It is worth to mention that OSM data depends on users and their input and can be incomplete or contain errors. In this case, OSM data does not contain information on the closest kindergarten 'Kannelmaki". KM also didn't list paivakoti Kannel which is pretty close as well. But I got one match and will analyze it.

According to OSM, distance to Päiväkoti Vanhainen is 288 meters which is less than 350m as per KM. However, Kanneltie 6 in fact has several buildings that belong to the same street number 6. For more precise distance calculations I would need to know which building exactly apartment belongs to and query for the building with correct entrance number. 

## 2 Cadastral maps

### 2.1 Read maps
I have tried my best to read data with geopandas that should support reading gml files, but there was a constant issue with fiona package and very limited wisdom on it online. I have turned to the more generic XML parsing instead.
The whole following code can be expanded to read a list of data files from a given folder location(s). For this I would need to look more into naming convention of the those maps so that it would be possible know which file is cadastral index map and which is topographic database. 

In [10]:
# Read both files and fetch root of the tree
cadastral_map_root = ET.parse('L4134A.xml').getroot()
topography_map_root = ET.parse('L4134L.xml').getroot()

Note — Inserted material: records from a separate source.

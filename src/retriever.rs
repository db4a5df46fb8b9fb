//! Consumed interface to debug-file retrieval.
//!
//! The index only needs a readable local path per binary; whether that comes
//! from a literal path, a cache, or a symbol server is opaque behind the
//! trait.

use crate::error::{Error, Result};
use std::collections::HashMap;
use std::path::{Path, PathBuf};

pub trait FileRetriever {
    fn check_exists(&self, path: &Path) -> bool;

    /// Resolves a binary (or split-debug file) to a local path, keyed by
    /// build-id and a hint path.
    fn retrieve(&self, build_id: &str, path: &Path) -> Result<PathBuf>;
}

/// Retriever for files already on disk; the build-id is informational.
#[derive(Debug, Default)]
pub struct LocalFileRetriever;

impl FileRetriever for LocalFileRetriever {
    fn check_exists(&self, path: &Path) -> bool {
        path.is_file()
    }

    fn retrieve(&self, _build_id: &str, path: &Path) -> Result<PathBuf> {
        if self.check_exists(path) {
            Ok(path.to_path_buf())
        } else {
            Err(Error::NotFound(format!(
                "no local file at {}",
                path.display()
            )))
        }
    }
}

/// Build-id keyed retriever over a fixed module map, for tests.
#[derive(Debug, Default)]
pub struct MockFileRetriever {
    modules: HashMap<String, PathBuf>,
}

impl MockFileRetriever {
    pub fn new(modules: HashMap<String, PathBuf>) -> MockFileRetriever {
        MockFileRetriever { modules }
    }
}

impl FileRetriever for MockFileRetriever {
    fn check_exists(&self, path: &Path) -> bool {
        self.modules.values().any(|p| p == path)
    }

    fn retrieve(&self, build_id: &str, _path: &Path) -> Result<PathBuf> {
        self.modules
            .get(build_id)
            .cloned()
            .ok_or_else(|| Error::NotFound(format!("no module for build id {build_id}")))
    }
}
//! Test fixtures for creating exchanges and participants.
//!
//! Fixtures go through the real actions where they can, and straight to the
//! store when a test needs a state the actions refuse to produce (a blank
//! wishlist, for instance).

use rust_decimal::Decimal;
use santa_core::common::UserId;
use santa_core::domains::exchanges::actions::{create_exchange, join_exchange};
use santa_core::domains::exchanges::models::{Exchange, NewExchange, Participant, UserProfile};
use santa_core::kernel::BaseExchangeStore;

use super::TestHarness;

impl TestHarness {
    /// Register a user profile, optionally linked to a chat.
    pub async fn create_user(&self, name: &str, chat_id: Option<i64>) -> UserProfile {
        let mut user = UserProfile::new(name);
        user.telegram_chat_id = chat_id;
        self.store()
            .insert_user(&user)
            .await
            .expect("Failed to insert user");
        user
    }

    /// An OPEN exchange with a registered creator
    pub async fn open_exchange(&self, target_count: u32) -> Exchange {
        let creator = self.create_user("Organizer", Some(1)).await;
        create_exchange(
            NewExchange {
                title: "Team gift swap".to_string(),
                description: "Keep it fun".to_string(),
                budget: Decimal::new(30, 0),
                target_count,
                creator_id: creator.id,
            },
            self.deps(),
        )
        .await
        .expect("Failed to create exchange")
    }

    /// Join through the action with a non-blank wishlist
    pub async fn join(&self, exchange: &Exchange, name: &str) -> UserId {
        let user = self.create_user(name, None).await;
        join_exchange(
            &exchange.code,
            user.id,
            &format!("{}'s wishlist", name),
            self.deps(),
        )
        .await
        .expect("Failed to join exchange");
        user.id
    }

    /// Insert a participant directly, bypassing join validation
    pub async fn seat(&self, exchange: &Exchange, wishlist: &str) -> UserId {
        let user = self.create_user("Seated", None).await;
        self.store()
            .upsert_participant(&Participant::new(exchange.id, user.id, wishlist))
            .await
            .expect("Failed to seat participant");
        user.id
    }

    pub async fn participants(&self, exchange: &Exchange) -> Vec<Participant> {
        self.store()
            .list_participants(exchange.id)
            .await
            .expect("Failed to list participants")
    }

    pub async fn reload(&self, exchange: &Exchange) -> Exchange {
        self.store()
            .find_exchange(exchange.id)
            .await
            .expect("Failed to load exchange")
            .expect("Exchange missing")
    }
}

### 2.2. Topographic Database map data - store buildings' coordinates

I have decided to treat buildings as points - I will be checking if a certain building belong to a cadastral area polygon (since in the topography map buildings are not attributed to any area)

In [11]:
# Search for all buildings ('rakennukset') on the map
buildings = topography_map_root.findall('{http://xml.nls.fi/XML/Namespace/' \
                                        'Maastotietojarjestelma/SiirtotiedostonMalli/2011-02}rakennukset/')

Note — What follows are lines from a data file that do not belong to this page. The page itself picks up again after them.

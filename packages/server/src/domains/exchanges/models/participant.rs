use chrono::{DateTime, Utc};
use serde::{Deserialize, Serialize};

use crate::common::{ExchangeId, UserId};

/// A user's membership in one exchange.
///
/// `wishlist_text` is a snapshot taken when the user joins (or re-joins to
/// update it). `santa_for` stays `None` until the exchange is matched.
#[derive(Debug, Clone, PartialEq, Eq, Serialize, Deserialize)]
pub struct Participant {
    pub user_id: UserId,
    pub exchange_id: ExchangeId,
    pub wishlist_text: String,
    pub santa_for: Option<UserId>,
    pub joined_at: DateTime<Utc>,
}

impl Participant {
    pub fn new(exchange_id: ExchangeId, user_id: UserId, wishlist_text: &str) -> Self {
        Self {
            user_id,
            exchange_id,
            wishlist_text: wishlist_text.trim().to_string(),
            santa_for: None,
            joined_at: Utc::now(),
        }
    }

    /// Whitespace-only wishlists count as missing.
    pub fn has_wishlist(&self) -> bool {
        !self.wishlist_text.trim().is_empty()
    }
}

# Start collecting information on coordinates of buildings
buildings_latitudes=[]
buildings_longitudes=[]
for a_building in buildings:
    point = a_building.find('{http://xml.nls.fi/XML/Namespace/Maastotietojarjestelma/SiirtotiedostonMalli/2011-02}sijainti/' \
                            '{http://xml.nls.fi/XML/Namespace/Maastotietojarjestelma/SiirtotiedostonMalli/2011-02}Piste/' \
                            '{http://www.opengis.net/gml}pos') \
                            .text.split()[:-1]
    point = [float(a_coordinate) for a_coordinate in point] # convert to float
    buildings_latitudes.append(point[0])
    buildings_longitudes.append(point[1])
    
buildings_coordinates_df = pd.DataFrame(list(zip(buildings_latitudes,buildings_longitudes)),
                                        columns=['latitudes','longitudes']) #store coordinates as a dataframe
buildings_coordinates_df.head()

Unnamed: 0,latitudes,longitudes
0,380422.735,6689726.92
1,380340.144,6689749.616
2,380296.102,6689745.508
3,380401.928,6689784.208
4,380391.483,6689800.124


### 2.3 Cadastral areas map data

I did not figure out fast enough how to avoid brute-forcing tags during search through data - this is something that could be improved overall.

In [12]:
# Find and store "kiinteistotunnus"
cadastral_areas = cadastral_map_root.findall('{http://xml.nls.fi/XML/Namespace/Kiinteistorekisterikartta/2017-01}Palstat/' \
                                             '{http://xml.nls.fi/XML/Namespace/Kiinteistorekisterikartta/2017-01}Palsta/' \
                                             '{http://xml.nls.fi/XML/Namespace/Kiinteistorekisterikartta/2017-01}kiinteistotunnus') #note no backslash here

cadastral_numbers = [area.text for area in cadastral_areas]
print("kiinteistotunnus values stored as list of strings: ", cadastral_numbers[:5])
# Fina all information on position - "sijainti"
cadastral_positions = cadastral_map_root.findall('{http://xml.nls.fi/XML/Namespace/Kiinteistorekisterikartta/2017-01}Palstat/' \
                                                 '{http://xml.nls.fi/XML/Namespace/Kiinteistorekisterikartta/2017-01}Palsta/' \
                                                 '{http://xml.nls.fi/XML/Namespace/Kiinteistorekisterikartta/2017-01}sijainti')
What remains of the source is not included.